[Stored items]

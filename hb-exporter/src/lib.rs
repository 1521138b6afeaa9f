//! hb-exporter - key table builder for Humble Bundle orders
//!
//! # Overview
//!
//! - **store** (`store`): local storage access, lz-string codec, order reader
//! - **pipeline** (`pipeline`): normalization, ownership and copy counters
//! - **claim** (`claim`): sequential key redemption with a per-message log
//! - **export** (`export`): ASF, keys, delimited table and JSON output
//!
//! ```text
//! hb-exporter/src/
//! ├── core/       # config, errors
//! ├── store/      # key-value store, codec, order reader
//! ├── pipeline/   # normalize, enrich, ownership cache, filter, library
//! ├── utils/      # logger, clipboard
//! ├── claim.rs
//! └── export.rs
//! ```

pub mod claim;
pub mod core;
pub mod export;
pub mod pipeline;
pub mod store;
pub mod utils;

#[cfg(test)]
mod test_support;

pub use claim::{ClaimLog, ClaimReport, ClaimedKey};
pub use core::{AppError, AppResult, Config};
pub use export::{ExportError, ExportFormat, export};
pub use pipeline::{KeyLibrary, OwnershipCache, RowFilter};
pub use store::{FileStore, KeyValueStore, MemoryStore};

pub use utils::logger::init_logger_with_file;
//! Key claiming
//!
//! Rows are claimed one at a time; the next request starts only after the
//! previous one resolved. Failures are collected per message and never stop
//! the loop. The redeemer never touches rows, results are written back here.

use hb_client::{KeyRedeemer, RedeemOutcome, RedeemRequest};
use serde::Serialize;
use shared::{KeyKind, RedeemMode, Row};
use std::collections::BTreeMap;

/// Failure message → display names it affected
#[derive(Debug, Clone, Default, PartialEq, Eq, Serialize)]
#[serde(transparent)]
pub struct ClaimLog(BTreeMap<String, Vec<String>>);

impl ClaimLog {
    pub fn new() -> Self {
        Self::default()
    }

    pub fn record(&mut self, message: impl Into<String>, name: impl Into<String>) {
        self.0.entry(message.into()).or_default().push(name.into());
    }

    pub fn get(&self, message: &str) -> Option<&[String]> {
        self.0.get(message).map(Vec::as_slice)
    }

    pub fn is_empty(&self) -> bool {
        self.0.is_empty()
    }

    /// Number of failed rows
    pub fn failures(&self) -> usize {
        self.0.values().map(Vec::len).sum()
    }

    pub fn iter(&self) -> impl Iterator<Item = (&String, &Vec<String>)> {
        self.0.iter()
    }
}

/// A value obtained during a bulk claim
#[derive(Debug, Clone, PartialEq, Eq, Serialize)]
pub struct ClaimedKey {
    pub human_name: String,
    pub value: String,
}

/// Summary of a bulk claim
#[derive(Debug, Clone, Default, Serialize)]
pub struct ClaimReport {
    pub claimed: usize,
    pub revealed: Vec<ClaimedKey>,
    /// Rows left alone because they were not claimable
    pub skipped: usize,
    pub failures: ClaimLog,
}

/// Write a successful outcome into the row
///
/// Gift mode also flips the gift flag so the link is never exported as a key.
pub fn apply_outcome(row: &mut Row, outcome: &RedeemOutcome) -> bool {
    let Some(value) = outcome.value() else {
        return false;
    };
    row.redeemed_key_val = value.to_string();
    if matches!(outcome, RedeemOutcome::GiftLink { .. }) {
        row.is_gift = true;
    }
    row.kind = KeyKind::derive(row.is_gift, &row.redeemed_key_val);
    true
}

/// Claim every claimable row, sequentially
///
/// Copy counters are not touched; callers recompute derived fields over the
/// full row set afterwards.
pub async fn claim_rows<'a, R, I>(rows: I, redeemer: &R, mode: RedeemMode) -> ClaimReport
where
    R: KeyRedeemer + ?Sized,
    I: IntoIterator<Item = &'a mut Row>,
{
    let mut report = ClaimReport::default();

    for row in rows {
        if !row.is_claimable() {
            report.skipped += 1;
            continue;
        }

        let request = RedeemRequest::from(&*row);
        match redeemer.redeem(&request, mode).await {
            Ok(outcome @ (RedeemOutcome::Revealed { .. } | RedeemOutcome::GiftLink { .. })) => {
                apply_outcome(row, &outcome);
                report.claimed += 1;
                report.revealed.push(ClaimedKey {
                    human_name: row.human_name.clone(),
                    value: row.redeemed_key_val.clone(),
                });
            }
            Ok(RedeemOutcome::Rejected { message }) => {
                tracing::warn!(machine_name = %row.machine_name, %message, "Redemption rejected");
                report.failures.record(message, row.human_name.clone());
            }
            Err(e) => {
                tracing::error!(machine_name = %row.machine_name, error = %e, "Error redeeming product");
                report.failures.record(e.to_string(), row.human_name.clone());
            }
        }
    }

    tracing::info!(
        claimed = report.claimed,
        skipped = report.skipped,
        failed = report.failures.failures(),
        "Claim finished"
    );
    report
}
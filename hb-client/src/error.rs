//! Client error types

use thiserror::Error;

/// Client error type
#[derive(Debug, Error)]
pub enum ClientError {
    /// HTTP request failed (connect, timeout, body read)
    #[error("HTTP error: {0}")]
    Http(#[from] reqwest::Error),

    /// Invalid response format
    #[error("Invalid response: {0}")]
    InvalidResponse(String),

    /// Session cookie missing or rejected
    #[error("Authentication required")]
    Unauthorized,

    /// Permission denied
    #[error("Permission denied: {0}")]
    Forbidden(String),

    /// Resource not found
    #[error("Not found: {0}")]
    NotFound(String),

    /// Request could not be built from the given input
    #[error("Validation error: {0}")]
    Validation(String),

    /// Any other non-success status
    #[error("Unexpected status {status}: {body}")]
    Status { status: u16, body: String },

    /// Serialization error
    #[error("Serialization error: {0}")]
    Serialization(#[from] serde_json::Error),
}

/// Result type for client operations
pub type ClientResult<T> = Result<T, ClientError>;
// hb-client/tests/endpoints.rs
// Runs both clients against an in-process axum server

use axum::{
    Form, Json, Router,
    http::{HeaderMap, StatusCode},
    routing::{get, post},
};
use hb_client::{
    ClientConfig, ClientError, HumbleClient, KeyRedeemer, OwnedAppsSource, RedeemMode,
    RedeemOutcome, RedeemRequest, SteamClient,
};
use serde_json::{Value, json};
use std::collections::HashMap;
use std::time::Duration;

async fn redeem_handler(
    headers: HeaderMap,
    Form(form): Form<HashMap<String, String>>,
) -> Result<Json<Value>, StatusCode> {
    let cookie = headers
        .get("cookie")
        .and_then(|v| v.to_str().ok())
        .unwrap_or_default();
    if cookie != "_simpleauth_sess=abc" {
        return Err(StatusCode::UNAUTHORIZED);
    }

    let body = match (form.get("keytype").map(String::as_str), form.get("gift")) {
        (Some("sold_out_steam"), _) => json!({"success": false, "error_msg": "Sold out"}),
        (Some(_), Some(_)) => json!({"success": true, "giftkey": format!("gift-{}", form["keyindex"])}),
        (Some(_), None) => json!({"success": true, "key": format!("{}-{}", form["key"], form["keyindex"])}),
        (None, _) => json!({"success": false}),
    };
    Ok(Json(body))
}

async fn userdata_handler() -> Json<Value> {
    Json(json!({"rgOwnedPackages": [100], "rgOwnedApps": [440, 570]}))
}

async fn slow_userdata_handler() -> Json<Value> {
    tokio::time::sleep(Duration::from_millis(500)).await;
    Json(json!({"rgOwnedPackages": [], "rgOwnedApps": [1]}))
}

async fn slow_redeem_handler() -> Json<Value> {
    tokio::time::sleep(Duration::from_millis(1500)).await;
    Json(json!({"success": true, "key": "LATE"}))
}

async fn spawn_server() -> String {
    let app = Router::new()
        .route("/humbler/redeemkey", post(redeem_handler))
        .route("/slow/humbler/redeemkey", post(slow_redeem_handler))
        .route("/dynamicstore/userdata", get(userdata_handler))
        .route("/slow/dynamicstore/userdata", get(slow_userdata_handler))
        .route("/broken/dynamicstore/userdata", get(|| async { StatusCode::BAD_GATEWAY }));

    let listener = tokio::net::TcpListener::bind("127.0.0.1:0").await.unwrap();
    let addr = listener.local_addr().unwrap();
    tokio::spawn(async move {
        axum::serve(listener, app).await.unwrap();
    });
    format!("http://{addr}")
}

fn humble(base: &str, cookie: &str) -> HumbleClient {
    let config = ClientConfig::new()
        .with_humble_base_url(base)
        .with_humble_cookie(cookie)
        .with_redeem_timeout(5);
    HumbleClient::new(&config).unwrap()
}

#[tokio::test]
async fn test_redeem_key() {
    let base = spawn_server().await;
    let client = humble(&base, "_simpleauth_sess=abc");

    let outcome = client
        .redeem(&RedeemRequest::new("game_a_steam", "g1", 3), RedeemMode::Key)
        .await
        .unwrap();
    assert_eq!(outcome, RedeemOutcome::Revealed { key: "g1-3".to_string() });
}

#[tokio::test]
async fn test_redeem_gift_builds_link_from_base() {
    let base = spawn_server().await;
    let client = humble(&base, "_simpleauth_sess=abc");

    let outcome = client
        .redeem(&RedeemRequest::new("game_a_steam", "g1", 0), RedeemMode::Gift)
        .await
        .unwrap();
    assert_eq!(
        outcome,
        RedeemOutcome::GiftLink {
            url: format!("{base}/gift?key=gift-0")
        }
    );
}

#[tokio::test]
async fn test_redeem_rejected() {
    let base = spawn_server().await;
    let client = humble(&base, "_simpleauth_sess=abc");

    let outcome = client
        .redeem(&RedeemRequest::new("sold_out_steam", "g1", 1), RedeemMode::Key)
        .await
        .unwrap();
    assert_eq!(outcome, RedeemOutcome::Rejected { message: "Sold out".to_string() });
}

#[tokio::test]
async fn test_redeem_without_session() {
    let base = spawn_server().await;
    let client = humble(&base, "nope=1");

    let err = client
        .redeem(&RedeemRequest::new("game_a_steam", "g1", 0), RedeemMode::Key)
        .await
        .unwrap_err();
    assert!(matches!(err, ClientError::Unauthorized));
}

#[tokio::test]
async fn test_redeem_timeout() {
    let base = spawn_server().await;
    let config = ClientConfig::new()
        .with_humble_base_url(format!("{base}/slow"))
        .with_redeem_timeout(1);
    let client = HumbleClient::new(&config).unwrap();

    let err = client
        .redeem(&RedeemRequest::new("game_a_steam", "g1", 0), RedeemMode::Key)
        .await
        .unwrap_err();
    assert!(matches!(err, ClientError::Http(ref e) if e.is_timeout()));
}

#[tokio::test]
async fn test_owned_apps_union() {
    let base = spawn_server().await;
    let client = SteamClient::new(&ClientConfig::new().with_steam_base_url(&base)).unwrap();

    let owned = client.owned_apps().await.unwrap();
    assert_eq!(owned, vec![100, 440, 570]);
}

#[tokio::test]
async fn test_owned_apps_timeout() {
    let base = spawn_server().await;
    let config = ClientConfig::new()
        .with_steam_base_url(format!("{base}/slow"))
        .with_steam_timeout_ms(50);
    let client = SteamClient::new(&config).unwrap();

    let err = client.owned_apps().await.unwrap_err();
    assert!(matches!(err, ClientError::Http(ref e) if e.is_timeout()));
}

#[tokio::test]
async fn test_owned_apps_bad_status() {
    let base = spawn_server().await;
    let config = ClientConfig::new().with_steam_base_url(format!("{base}/broken"));
    let client = SteamClient::new(&config).unwrap();

    let err = client.owned_apps().await.unwrap_err();
    assert!(matches!(err, ClientError::Status { status: 502, .. }));
}
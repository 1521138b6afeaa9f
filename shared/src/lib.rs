//! Shared types for hb-key-exporter
//!
//! Raw order records as the vendor stores them, the flattened row model used
//! by the pipeline and exporters, and the request shape for key redemption.

pub mod models;
pub mod request;

// Re-exports
pub use models::{Category, KeyEntry, KeyKind, Order, OrderCategory, Ownership, Row, RowLinks};
pub use request::{RedeemMode, RedeemRequest};
pub use serde::{Deserialize, Serialize};
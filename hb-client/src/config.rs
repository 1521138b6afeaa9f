//! Client configuration

use std::time::Duration;

/// Default vendor site
pub const HUMBLE_BASE_URL: &str = "https://www.humblebundle.com";
/// Default platform store site
pub const STEAM_BASE_URL: &str = "https://store.steampowered.com";

/// Configuration shared by the redemption and ownership clients
#[derive(Debug, Clone)]
pub struct ClientConfig {
    /// Vendor base URL (e.g., "https://www.humblebundle.com")
    pub humble_base_url: String,

    /// Platform store base URL (e.g., "https://store.steampowered.com")
    pub steam_base_url: String,

    /// Raw `Cookie` header for the vendor session
    pub humble_cookie: Option<String>,

    /// Raw `Cookie` header for the store session
    pub steam_cookie: Option<String>,

    /// Redemption request timeout in seconds
    pub redeem_timeout_secs: u64,

    /// Ownership fetch timeout in milliseconds
    pub steam_timeout_ms: u64,
}

impl ClientConfig {
    /// Create a configuration pointing at the production endpoints
    pub fn new() -> Self {
        Self {
            humble_base_url: HUMBLE_BASE_URL.to_string(),
            steam_base_url: STEAM_BASE_URL.to_string(),
            humble_cookie: None,
            steam_cookie: None,
            redeem_timeout_secs: 30,
            steam_timeout_ms: 5000,
        }
    }

    /// Override the vendor base URL
    pub fn with_humble_base_url(mut self, url: impl Into<String>) -> Self {
        self.humble_base_url = url.into().trim_end_matches('/').to_string();
        self
    }

    /// Override the store base URL
    pub fn with_steam_base_url(mut self, url: impl Into<String>) -> Self {
        self.steam_base_url = url.into().trim_end_matches('/').to_string();
        self
    }

    /// Set the vendor session cookie
    pub fn with_humble_cookie(mut self, cookie: impl Into<String>) -> Self {
        self.humble_cookie = Some(cookie.into());
        self
    }

    /// Set the store session cookie
    pub fn with_steam_cookie(mut self, cookie: impl Into<String>) -> Self {
        self.steam_cookie = Some(cookie.into());
        self
    }

    /// Set the redemption timeout
    pub fn with_redeem_timeout(mut self, seconds: u64) -> Self {
        self.redeem_timeout_secs = seconds;
        self
    }

    /// Set the ownership fetch timeout
    pub fn with_steam_timeout_ms(mut self, millis: u64) -> Self {
        self.steam_timeout_ms = millis;
        self
    }

    pub fn redeem_timeout(&self) -> Duration {
        Duration::from_secs(self.redeem_timeout_secs)
    }

    pub fn steam_timeout(&self) -> Duration {
        Duration::from_millis(self.steam_timeout_ms)
    }
}

impl Default for ClientConfig {
    fn default() -> Self {
        Self::new()
    }
}
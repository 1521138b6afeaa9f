//! Flat text exports
//!
//! The delimited table is deliberately naive: values are written as-is, so a
//! separator or newline inside a value breaks the layout.

use serde::Serialize;
use serde_json::Value;
use shared::Row;
use std::str::FromStr;
use thiserror::Error;

/// Export error type
#[derive(Debug, Error)]
pub enum ExportError {
    #[error("Serialization error: {0}")]
    Serialization(#[from] serde_json::Error),

    /// Delimited export needs every record to be a JSON object
    #[error("Record {0} is not an object")]
    NotAnObject(usize),
}

pub type ExportResult<T> = Result<T, ExportError>;

/// Default delimited-table separator
pub const DEFAULT_SEPARATOR: char = ',';

/// Output format
#[derive(Debug, Clone, Copy, PartialEq, Eq)]
pub enum ExportFormat {
    /// `key<TAB>name` lines for ArchiSteamFarm
    Asf,
    /// One key per line
    Keys,
    Csv { separator: char },
    Json,
}

impl FromStr for ExportFormat {
    type Err = String;

    fn from_str(s: &str) -> Result<Self, Self::Err> {
        match s.to_ascii_lowercase().as_str() {
            "asf" => Ok(ExportFormat::Asf),
            "keys" => Ok(ExportFormat::Keys),
            "csv" => Ok(ExportFormat::Csv {
                separator: DEFAULT_SEPARATOR,
            }),
            "json" => Ok(ExportFormat::Json),
            other => Err(format!("unknown export format: {other}")),
        }
    }
}

/// Render rows in the requested format
pub fn export(rows: &[Row], format: ExportFormat) -> ExportResult<String> {
    match format {
        ExportFormat::Asf => Ok(export_asf(rows)),
        ExportFormat::Keys => Ok(export_keys(rows)),
        ExportFormat::Csv { separator } => to_delimited(rows, separator),
        ExportFormat::Json => to_json(rows),
    }
}

pub fn export_asf(rows: &[Row]) -> String {
    rows.iter()
        .filter(|row| row.is_activatable_steam_key())
        .map(|row| format!("{}\t{}", row.redeemed_key_val, row.human_name))
        .collect::<Vec<_>>()
        .join("\n")
}

pub fn export_keys(rows: &[Row]) -> String {
    rows.iter()
        .filter(|row| !row.is_gift && !row.redeemed_key_val.is_empty())
        .map(|row| row.redeemed_key_val.as_str())
        .collect::<Vec<_>>()
        .join("\n")
}

fn cell(value: Option<&Value>) -> String {
    match value {
        None | Some(Value::Null) => String::new(),
        Some(Value::String(s)) => s.clone(),
        Some(other) => other.to_string(),
    }
}

/// Header from the first record's field names, one line per record
///
/// An empty input yields an empty string.
pub fn to_delimited<T: Serialize>(records: &[T], separator: char) -> ExportResult<String> {
    let objects = records
        .iter()
        .enumerate()
        .map(|(i, record)| match serde_json::to_value(record)? {
            Value::Object(map) => Ok(map),
            _ => Err(ExportError::NotAnObject(i)),
        })
        .collect::<ExportResult<Vec<_>>>()?;

    let Some(first) = objects.first() else {
        return Ok(String::new());
    };

    let sep = separator.to_string();
    let header: Vec<&String> = first.keys().collect();
    let mut lines = Vec::with_capacity(objects.len() + 1);
    lines.push(header.iter().map(|h| h.as_str()).collect::<Vec<_>>().join(&sep));
    for object in &objects {
        let line = header
            .iter()
            .map(|h| cell(object.get(h.as_str())))
            .collect::<Vec<_>>()
            .join(&sep);
        lines.push(line);
    }
    Ok(lines.join("\n"))
}

/// Pretty-printed JSON array
pub fn to_json<T: Serialize>(records: &[T]) -> ExportResult<String> {
    Ok(serde_json::to_string_pretty(records)?)
}

#[cfg(test)]
mod tests {
    use super::*;
    use crate::test_support::RowBuilder;
    use serde_json::json;

    fn steam_key(name: &str, revealed: &str) -> RowBuilder {
        RowBuilder::new(name).revealed(revealed).app_id(440)
    }

    fn sample() -> Vec<Row> {
        let gift = steam_key("Gifted", "https://www.humblebundle.com/gift?key=x").gift();
        let expired = steam_key("Expired", "EXP-KEY").expired();
        vec![
            steam_key("Game A", "AAAA-BBBB").build(),
            steam_key("Game B", "").build(),
            steam_key("Game C", "GOG-KEY").key_type("gog").build(),
            gift.build(),
            expired.build(),
        ]
    }

    #[test]
    fn test_asf_export() {
        assert_eq!(export_asf(&sample()), "AAAA-BBBB\tGame A");
    }

    #[test]
    fn test_keys_export() {
        assert_eq!(export_keys(&sample()), "AAAA-BBBB\nGOG-KEY\nEXP-KEY");
    }

    #[test]
    fn test_key_exports_never_include_gifts() {
        let rows = sample();
        let gift_value = &rows[3].redeemed_key_val;
        assert!(!export_asf(&rows).contains(gift_value.as_str()));
        assert!(!export_keys(&rows).contains(gift_value.as_str()));
    }

    #[test]
    fn test_delimited_scenario() {
        let records = vec![
            json!({"human_name": "Game A", "category": "Bundle"}),
            json!({"human_name": "Game B", "category": "Store"}),
        ];
        let out = to_delimited(&records, ';').unwrap();
        assert_eq!(out, "human_name;category\nGame A;Bundle\nGame B;Store");
    }

    #[test]
    fn test_delimited_rows_header_matches_fields() {
        let rows = sample();
        let out = export(&rows, ExportFormat::Csv { separator: ',' }).unwrap();
        let mut lines = out.lines();
        let header: Vec<&str> = lines.next().unwrap().split(',').collect();

        let value = serde_json::to_value(&rows[0]).unwrap();
        let fields: Vec<&str> = value.as_object().unwrap().keys().map(String::as_str).collect();
        assert_eq!(header, fields);

        let first: Vec<&str> = lines.next().unwrap().split(',').collect();
        assert_eq!(first.len(), header.len());
        assert_eq!(first[0], "game_a");
        assert_eq!(first[6], "Key");
        assert_eq!(first[8], "false");
        assert_eq!(first[11], "440");
    }

    #[test]
    fn test_delimited_null_renders_empty() {
        let mut r = steam_key("Game A", "").build();
        r.steam_app_id = None;
        r.keyindex = None;
        let out = to_delimited(&[r], '|').unwrap();
        let line = out.lines().nth(1).unwrap();
        let cells: Vec<&str> = line.split('|').collect();
        assert_eq!(cells[11], "");
        assert_eq!(cells[13], "");
    }

    #[test]
    fn test_delimited_empty_set() {
        assert_eq!(to_delimited::<Row>(&[], ',').unwrap(), "");
        assert_eq!(export(&[], ExportFormat::Csv { separator: ';' }).unwrap(), "");
    }

    #[test]
    fn test_delimited_rejects_scalars() {
        assert!(matches!(to_delimited(&[1, 2], ','), Err(ExportError::NotAnObject(0))));
    }

    #[test]
    fn test_json_round_trip() {
        let rows = sample();
        let out = export(&rows, ExportFormat::Json).unwrap();
        assert!(out.starts_with("[\n  {"));
        let parsed: Vec<Row> = serde_json::from_str(&out).unwrap();
        assert_eq!(parsed, rows);
    }

    #[test]
    fn test_format_parse() {
        assert_eq!("ASF".parse::<ExportFormat>(), Ok(ExportFormat::Asf));
        assert_eq!("csv".parse::<ExportFormat>(), Ok(ExportFormat::Csv { separator: ',' }));
        assert!("xml".parse::<ExportFormat>().is_err());
    }
}
pub mod clipboard;
pub mod date;
pub mod logger;
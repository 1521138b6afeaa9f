use super::{KeyValueStore, StoreResult};
use std::collections::BTreeMap;

/// In-process store
#[derive(Debug, Clone, Default)]
pub struct MemoryStore {
    entries: BTreeMap<String, String>,
}

impl MemoryStore {
    pub fn new() -> Self {
        Self::default()
    }

    /// Insert without going through the trait
    pub fn insert(&mut self, key: impl Into<String>, value: impl Into<String>) {
        self.entries.insert(key.into(), value.into());
    }

    pub fn len(&self) -> usize {
        self.entries.len()
    }

    pub fn is_empty(&self) -> bool {
        self.entries.is_empty()
    }
}

impl KeyValueStore for MemoryStore {
    fn keys(&self) -> Vec<String> {
        self.entries.keys().cloned().collect()
    }

    fn get(&self, key: &str) -> Option<String> {
        self.entries.get(key).cloned()
    }

    fn set(&mut self, key: &str, value: String) -> StoreResult<()> {
        self.entries.insert(key.to_string(), value);
        Ok(())
    }
}

impl<K: Into<String>, V: Into<String>> FromIterator<(K, V)> for MemoryStore {
    fn from_iter<I: IntoIterator<Item = (K, V)>>(iter: I) -> Self {
        Self {
            entries: iter.into_iter().map(|(k, v)| (k.into(), v.into())).collect(),
        }
    }
}
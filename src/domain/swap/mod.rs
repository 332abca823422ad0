pub mod abi;

mod token;
pub use token::*;

mod amount;
pub use amount::*;

mod allowance;
pub use allowance::*;

mod balance;
pub use balance::*;

mod path;
pub use path::*;

mod executor;
pub use executor::*;

mod batch;
pub use batch::*;
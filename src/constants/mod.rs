mod logging;
pub use logging::*;

mod rpc;
pub use rpc::*;

mod swap;
pub use swap::*;
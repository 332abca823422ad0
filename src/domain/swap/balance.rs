//! Advisory balance check run before anything is sent.
//!
//! The chain remains the authority: a swap can still fail if the balance moves between
//! this check and submission. Skipping a doomed attempt early only saves gas.

use std::sync::Arc;

use alloy::primitives::{Address, U256};
use log::debug;

use super::read_balance_of;
use crate::{
    models::Asset,
    services::provider::{EvmProviderTrait, ProviderError},
};

pub struct BalanceGuard<P>
where
    P: EvmProviderTrait,
{
    provider: Arc<P>,
}

impl<P> BalanceGuard<P>
where
    P: EvmProviderTrait,
{
    pub fn new(provider: Arc<P>) -> Self {
        Self { provider }
    }

    /// Returns `Ok(false)` when `owner` cannot cover `required`; only read failures are errors.
    pub async fn check_sufficient(
        &self,
        owner: Address,
        asset: &Asset,
        required: U256,
    ) -> Result<bool, ProviderError> {
        let balance = self.balance_of(owner, asset).await?;
        debug!(
            "[{}] {} balance {} (required {})",
            owner, asset, balance, required
        );
        Ok(balance >= required)
    }

    pub async fn balance_of(&self, owner: Address, asset: &Asset) -> Result<U256, ProviderError> {
        match asset {
            Asset::Native => self.provider.get_balance(owner).await,
            Asset::Token { address, .. } => {
                read_balance_of(self.provider.as_ref(), *address, owner).await
            }
        }
    }
}
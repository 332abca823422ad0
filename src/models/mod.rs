mod asset;
pub use asset::*;

mod intent;
pub use intent::*;

mod route;
pub use route::*;

mod attempt;
pub use attempt::*;

mod error;
pub use error::*;

mod policy;
pub use policy::*;
//! Runner configuration, read once from the environment at startup.

mod runner_config;
pub use runner_config::*;
use serde::Serialize;
use thiserror::Error;

/// Errors raised while converting between human amounts and base units.
#[derive(Error, Debug, Clone, PartialEq, Eq, Serialize)]
pub enum AmountError {
    #[error("Invalid amount '{0}': {1}")]
    InvalidAmount(String, String),

    #[error("Unsupported decimals count: {0}")]
    UnsupportedDecimals(u8),

    #[error("Amount '{0}' does not fit in 256 bits")]
    Overflow(String),
}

* What you have to do: Above are the entries. Quote exactly the lines from the one bearing "anything is sent." through the one bearing "filename src/models/mod.rs".

* Answer below:
//! Advisory balance check run before anything is sent.
//!
//! The chain remains the authority: a swap can still fail if the balance moves between
//! this check and submission. Skipping a doomed attempt early only saves gas.

use std::sync::Arc;

use alloy::primitives::{Address, U256};
use log::debug;

use super::read_balance_of;
use crate::{
    models::Asset,
    services::provider::{EvmProviderTrait, ProviderError},
};

pub struct BalanceGuard<P>
where
    P: EvmProviderTrait,
{
    provider: Arc<P>,
}

impl<P> BalanceGuard<P>
where
    P: EvmProviderTrait,
{
    pub fn new(provider: Arc<P>) -> Self {
        Self { provider }
    }

    /// Returns `Ok(false)` when `owner` cannot cover `required`; only read failures are errors.
    pub async fn check_sufficient(
        &self,
        owner: Address,
        asset: &Asset,
        required: U256,
    ) -> Result<bool, ProviderError> {
        let balance = self.balance_of(owner, asset).await?;
        debug!(
            "[{}] {} balance {} (required {})",
            owner, asset, balance, required
        );
        Ok(balance >= required)
    }

    pub async fn balance_of(&self, owner: Address, asset: &Asset) -> Result<U256, ProviderError> {
        match asset {
            Asset::Native => self.provider.get_balance(owner).await,
            Asset::Token { address, .. } => {
                read_balance_of(self.provider.as_ref(), *address, owner).await
            }
        }
    }
}
repository 332abca823422ad0
filename src/models/mod.rs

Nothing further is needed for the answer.